TASK INPUT:
━━━━━━

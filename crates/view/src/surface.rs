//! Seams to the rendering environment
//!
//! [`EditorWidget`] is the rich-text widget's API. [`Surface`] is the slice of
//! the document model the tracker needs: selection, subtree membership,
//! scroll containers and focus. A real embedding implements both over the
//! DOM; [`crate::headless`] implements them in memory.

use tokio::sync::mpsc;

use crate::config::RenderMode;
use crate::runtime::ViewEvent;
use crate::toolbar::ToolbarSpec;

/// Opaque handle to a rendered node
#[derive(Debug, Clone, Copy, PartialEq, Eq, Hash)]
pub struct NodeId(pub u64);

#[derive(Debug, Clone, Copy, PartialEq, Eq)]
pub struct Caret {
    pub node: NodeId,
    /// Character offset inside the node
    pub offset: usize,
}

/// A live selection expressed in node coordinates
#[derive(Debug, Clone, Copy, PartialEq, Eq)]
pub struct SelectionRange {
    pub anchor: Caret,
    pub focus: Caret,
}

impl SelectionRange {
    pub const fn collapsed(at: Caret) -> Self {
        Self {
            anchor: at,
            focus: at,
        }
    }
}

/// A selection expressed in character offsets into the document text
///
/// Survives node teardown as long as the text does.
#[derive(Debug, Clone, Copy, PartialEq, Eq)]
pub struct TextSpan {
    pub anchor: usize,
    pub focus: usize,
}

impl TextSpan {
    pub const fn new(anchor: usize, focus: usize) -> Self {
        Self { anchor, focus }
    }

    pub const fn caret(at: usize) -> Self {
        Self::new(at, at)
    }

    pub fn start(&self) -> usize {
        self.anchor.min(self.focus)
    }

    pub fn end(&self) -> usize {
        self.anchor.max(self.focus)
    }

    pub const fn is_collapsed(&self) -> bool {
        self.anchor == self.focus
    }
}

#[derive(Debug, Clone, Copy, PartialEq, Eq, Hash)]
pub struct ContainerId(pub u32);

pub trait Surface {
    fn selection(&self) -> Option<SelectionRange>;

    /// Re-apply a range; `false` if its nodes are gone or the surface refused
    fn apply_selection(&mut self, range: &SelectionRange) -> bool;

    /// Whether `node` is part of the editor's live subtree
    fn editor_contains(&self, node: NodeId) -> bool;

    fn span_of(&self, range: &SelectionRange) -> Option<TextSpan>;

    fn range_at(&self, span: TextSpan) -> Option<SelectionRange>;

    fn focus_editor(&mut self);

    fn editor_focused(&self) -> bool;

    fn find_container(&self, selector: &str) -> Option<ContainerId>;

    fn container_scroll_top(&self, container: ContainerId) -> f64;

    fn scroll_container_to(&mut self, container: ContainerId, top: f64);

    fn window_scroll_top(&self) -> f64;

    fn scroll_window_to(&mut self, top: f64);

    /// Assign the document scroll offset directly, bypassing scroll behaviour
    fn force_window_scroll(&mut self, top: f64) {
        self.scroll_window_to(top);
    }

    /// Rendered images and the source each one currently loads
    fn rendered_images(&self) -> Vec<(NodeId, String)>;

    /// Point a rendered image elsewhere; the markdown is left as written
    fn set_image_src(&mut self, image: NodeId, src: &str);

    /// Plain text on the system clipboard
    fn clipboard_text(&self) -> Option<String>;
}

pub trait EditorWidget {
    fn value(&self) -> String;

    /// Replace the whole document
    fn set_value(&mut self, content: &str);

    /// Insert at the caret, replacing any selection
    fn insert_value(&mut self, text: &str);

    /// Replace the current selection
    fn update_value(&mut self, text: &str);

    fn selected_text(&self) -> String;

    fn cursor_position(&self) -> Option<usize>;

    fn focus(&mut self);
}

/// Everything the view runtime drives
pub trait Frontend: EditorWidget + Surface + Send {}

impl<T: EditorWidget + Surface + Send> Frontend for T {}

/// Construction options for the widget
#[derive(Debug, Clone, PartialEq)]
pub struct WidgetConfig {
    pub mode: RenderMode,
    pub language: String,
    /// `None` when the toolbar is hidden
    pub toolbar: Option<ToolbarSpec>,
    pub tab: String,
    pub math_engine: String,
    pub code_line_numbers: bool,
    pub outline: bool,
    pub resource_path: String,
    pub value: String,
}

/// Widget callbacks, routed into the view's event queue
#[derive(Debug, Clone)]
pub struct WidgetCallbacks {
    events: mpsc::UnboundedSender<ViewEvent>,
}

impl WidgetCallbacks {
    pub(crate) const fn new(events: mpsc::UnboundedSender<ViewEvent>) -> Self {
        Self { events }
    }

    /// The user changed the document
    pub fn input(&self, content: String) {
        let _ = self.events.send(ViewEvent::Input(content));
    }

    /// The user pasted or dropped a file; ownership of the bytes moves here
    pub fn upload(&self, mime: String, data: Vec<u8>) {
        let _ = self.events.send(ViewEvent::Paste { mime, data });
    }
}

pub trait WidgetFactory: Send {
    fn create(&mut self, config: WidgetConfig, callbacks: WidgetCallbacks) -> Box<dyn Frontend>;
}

━━━━━━

Look over the records above, and wherever a line contains the string "Replace", copy that line.

ANSWER FOR THIS EXERCISE:
    /// Replace the whole document
    /// Replace the current selection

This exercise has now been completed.